WORK INSTRUCTION → Work out how many lines in the data hold the string "core". Reply with only that number.

[Records from a data source]
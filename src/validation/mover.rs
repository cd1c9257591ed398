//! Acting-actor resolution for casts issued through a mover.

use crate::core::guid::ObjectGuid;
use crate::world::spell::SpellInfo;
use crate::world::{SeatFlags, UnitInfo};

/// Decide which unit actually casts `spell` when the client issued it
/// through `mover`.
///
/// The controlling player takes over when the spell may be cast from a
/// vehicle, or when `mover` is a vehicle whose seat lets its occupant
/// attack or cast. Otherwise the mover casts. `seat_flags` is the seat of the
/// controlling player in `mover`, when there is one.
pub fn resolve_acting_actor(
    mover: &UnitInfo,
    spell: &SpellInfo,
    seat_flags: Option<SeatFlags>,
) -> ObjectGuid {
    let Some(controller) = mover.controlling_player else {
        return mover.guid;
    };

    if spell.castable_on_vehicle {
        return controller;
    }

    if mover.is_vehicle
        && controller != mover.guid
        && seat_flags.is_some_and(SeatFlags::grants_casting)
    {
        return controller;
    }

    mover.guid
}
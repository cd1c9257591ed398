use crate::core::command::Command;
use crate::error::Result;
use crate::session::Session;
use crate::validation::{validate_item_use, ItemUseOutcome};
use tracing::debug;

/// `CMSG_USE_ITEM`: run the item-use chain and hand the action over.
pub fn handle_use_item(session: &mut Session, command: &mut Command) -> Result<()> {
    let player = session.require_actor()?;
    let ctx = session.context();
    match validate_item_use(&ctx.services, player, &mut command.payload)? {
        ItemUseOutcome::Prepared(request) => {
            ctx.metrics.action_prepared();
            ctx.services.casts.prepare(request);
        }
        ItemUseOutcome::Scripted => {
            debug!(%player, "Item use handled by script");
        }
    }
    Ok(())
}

RESPONSE → 2